熱が出ないタイプのインフルエンザも、基本的な感染対策が予防につながります。日頃から取り組みやすい方法を確認しておきましょう。
手洗いやマスクを徹底する
インフルエンザ対策では、手洗いやマスクの着用が基本です。
外出先から帰宅した際や食事前には石けんで丁寧に手を洗い、人混みでは状況に応じてマスクを着用しましょう。また、咳やくしゃみをするときは口や鼻を覆う咳エチケットも重要です。
手洗いや換気を日常的に行うことで、インフルエンザだけでなくほかの感染症の予防にも役立ちます。
ワクチン接種で重症化を防ぐ
インフルエンザワクチンは、発症を完全に防ぐものではありませんが、重症化を予防する効果が期待されています。

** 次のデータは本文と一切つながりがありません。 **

impl ChunkPatcher<'_> {
    fn shared_indices(&mut self, plan: &ArchetypePlan) -> SerializationResult<SmallVec<[u32; 4]>> {
        let width = plan.shared_types.len();
        let file_indices = self
            .shared
            .get(self.shared_cursor..self.shared_cursor + width)
            .ok_or_else(|| corrupt("shared index list is shorter than the chunk list"))?;
        self.shared_cursor += width;
        file_indices
            .iter()
            .zip(&plan.shared_types)
            .map(|(&index, &slot)| {
                let Some(position) = index.checked_sub(1) else {
                    return Ok(0);
                };
                let (live, component) = self.shared_map.get(position as usize).copied().ok_or(
                    SerializationError::SharedComponentOutOfRange {
                        index,
                        available: self.shared_map.len() as u32,
                    },
                )?;
                if component != slot {
                    return Err(corrupt(format!(
                        "shared index {index} holds a value of {component:?}, the chunk slot expects {slot:?}"
                    )));
                }
                Ok(live)
            })
            .collect()
    }

    fn enable_bits(&mut self, plan: &ArchetypePlan, count: u32) -> SerializationResult<(SmallVec<[u128; 2]>, SmallVec<[u32; 2]>)> {
        let range = self.enabled_cursor..self.enabled_cursor + plan.enableable;
        let (Some(bits), Some(disabled)) = (self.enabled.bits.get(range.clone()), self.enabled.disabled.get(range))
        else {
            return Err(corrupt("enable bit list is shorter than the chunk list"));
        };
        self.enabled_cursor += plan.enableable;
        for (&bits, &disabled) in bits.iter().zip(disabled) {
            if count_disabled(bits, count) != disabled {
                return Err(corrupt(format!(
                    "chunk records {disabled} disabled rows, its enable bits have {}",
                    count_disabled(bits, count)
                )));
            }
        }
        Ok((bits.into(), disabled.into()))
    }

    /// Patch one chunk in place and return what the store needs to install it.
    fn patch(
        &mut self,
        world: &mut World,
        memory: &mut [u8],
        plan: &ArchetypePlan,
        file_index: u32,
        flat_index: usize,
    ) -> SerializationResult<(ChunkInstall, Entity)> {
        let header = ChunkHeader::read(memory);
        if header.archetype != file_index {
            return Err(corrupt(format!(
                "chunk {flat_index} belongs to archetype {}, expected {file_index}",
                header.archetype
            )));
        }
        if header.count == 0 || header.count as usize > plan.capacity {
            return Err(corrupt(format!(
                "chunk {flat_index} holds {} entities, capacity {}",
                header.count, plan.capacity
            )));
        }

        let shared = self.shared_indices(plan)?;
        let (enabled, disabled) = self.enable_bits(plan, header.count)?;

        let record_count = self.per_chunk.get(flat_index).copied().unwrap_or_default();
        let mut records: FxHashMap<u32, BufferRecord> = FxHashMap::default();
        for _ in 0..record_count {
            let record = self
                .records
                .next()
                .ok_or_else(|| corrupt("buffer section holds fewer records than announced"))?;
            records.insert(record.chunk_offset, record);
        }

        for column in &plan.columns {
            let Some(layout) = column.column.layout else {
                continue;
            };
            for row in 0..header.count as usize {
                let range = layout.row_range(row);
                match column.kind {
                    ComponentKind::Data if !column.chunk_link && !column.fields.is_empty() => {
                        patch_fields(&mut memory[range], &column.fields, &mut self.relocator)?;
                    }
                    ComponentKind::Buffer { inline_capacity } => {
                        let record = records.remove(&(range.start as u32));
                        self.patch_buffer(world, &mut memory[range], column, inline_capacity, record)?;
                    }
                    ComponentKind::Managed => {
                        let index = read_u32(memory, range.start);
                        let live = self
                            .managed_map
                            .get(index as usize)
                            .copied()
                            .ok_or_else(|| corrupt(format!("managed value {index} out of range")))?;
                        memory[range.start..range.start + 4].copy_from_slice(&live.to_le_bytes());
                    }
                    _ => {}
                }
            }
        }
        if !records.is_empty() {
            return Err(corrupt(format!(
                "{} buffer records of chunk {flat_index} match no buffer",
                records.len()
            )));
        }

        let install = ChunkInstall {
            shared,
            enabled,
            disabled,
            blob_owner: None,
        };
        Ok((install, header.meta_entity))
    }

    fn patch_buffer(
        &mut self,
        world: &mut World,
        slot: &mut [u8],
        column: &ColumnPlan,
        inline_capacity: u32,
        record: Option<BufferRecord>,
    ) -> SerializationResult<()> {
        let mut header: BufferHeader = bytemuck::pod_read_unaligned(&slot[..BUFFER_HEADER_SIZE]);
        let length = usize::try_from(header.length).map_err(|_| corrupt("negative buffer length"))?;
        let capacity = usize::try_from(header.capacity).map_err(|_| corrupt("negative buffer capacity"))?;
        if length > capacity {
            return Err(corrupt(format!("buffer length {length} exceeds capacity {capacity}")));
        }
        let patch = column.element > 0 && !column.fields.is_empty();

        let Some(record) = record else {
            if capacity > inline_capacity as usize {
                return Err(corrupt("spilled buffer has no heap record"));
            }
            if patch {
                let inline = slot.get_mut(BUFFER_HEADER_SIZE..).unwrap_or_default();
                for value in inline.chunks_exact_mut(column.element).take(length) {
                    patch_fields(value, &column.fields, &mut self.relocator)?;
                }
            }
            return Ok(());
        };

        let mut bytes = record.bytes;
        if bytes.len() < length * column.element {
            return Err(SerializationError::SizeMismatch {
                what: String::from("buffer heap record"),
                expected: length * column.element,
                actual: bytes.len(),
            });
        }
        if patch {
            for value in bytes.chunks_exact_mut(column.element).take(length) {
                patch_fields(value, &column.fields, &mut self.relocator)?;
            }
        }
        header.pointer = world.insert_buffer_heap(bytes.into_boxed_slice());
        slot[..BUFFER_HEADER_SIZE].copy_from_slice(bytemuck::bytes_of(&header));
        Ok(())
    }
}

高齢者や基礎疾患のある方などは重症化のリスクが高いため、接種について医療機関で相談することも選択肢の一つです。また、流行が始まる前に接種を済ませておくことで、感染シーズンへの備えにつながります。
毎年流行するウイルスの型が変わるため、ワクチンも毎年接種することが推奨されています。
十分な睡眠と栄養を心がける
体調を整えることも、感染症対策の一つです。
睡眠不足や偏った食生活が続くと体力が低下しやすくなるため、規則正しい生活を意識しましょう。主食・主菜・副菜を組み合わせた食事を基本とし、水分補給も忘れずに行うことが大切です。
毎日の生活習慣を整えることは、インフルエンザだけでなく健康維持にもつながります。
熱が出ないインフルエンザに関するよくある質問

熱が出ないインフルエンザについて、多くの方が疑問に感じるポイントをまとめました。
インフルエンザで熱が出ない割合は?
熱が出ない割合を示した統一されたデータはありません。
インフルエンザでは高熱を伴うことが多いものの、年齢や体質、免疫反応などによっては発熱しない、あるいは微熱で経過するケースもあります。そのため、熱の有無だけでインフルエンザを否定することはできません。
インフルエンザはマスクをしていても感染する?
マスクを着用していても感染する可能性はあります。
マスクは飛沫を減らす効果が期待できますが、感染を完全に防げるわけではありません。手洗いや換気、人混みを避けることなど、複数の感染対策を組み合わせることが重要です。
熱がなくても抗インフルエンザ薬は処方される?
熱がなくても、医師がインフルエンザと判断した場合は抗インフルエンザ薬が処方されることがあります。
処方の可否は、発症からの時間や症状の程度、年齢、基礎疾患の有無などを総合的に考慮して判断されます。自己判断ではなく、医師の指示に従って治療を進めましょう。
家族がインフルエンザになった場合は仕事や学校は休んだ方がいい?
家族が感染しただけで、一律に仕事や学校を休む必要があるわけではありません。
ただし、自身に体調の変化がある場合や、勤務先・学校で独自のルールが設けられている場合は、その指示に従いましょう。また、同居家族が感染した際は、手洗いや換気、マスクの着用など感染対策を普段以上に徹底することが大切です。
熱がなくてもインフルエンザの可能性はあるため自己判断は禁物

インフルエンザは、高熱が出るとは限らず、熱がないまま経過したり微熱で済んだりすることもあります。そのため、「熱がないから風邪だろう」と自己判断するのは避けた方がよいでしょう。
のどの痛みや咳、強い倦怠感、関節痛などが続く場合は、流行状況や周囲の感染状況も踏まえて医療機関へ相談することが大切です。特に高齢者や乳幼児、妊婦、基礎疾患がある方は、早めの対応が望まれます。
受診するべきか迷う場合や、外出せずに医師へ相談したい場合は、クラウドドクターのオンライン診療も選択肢の一つです。自宅から相談できるため、体調に不安があるときでも受診につなげやすくなります。
症状が気になる場合や、体調に異変を感じたら自分で判断せず、医療機関に相談するようにしましょう。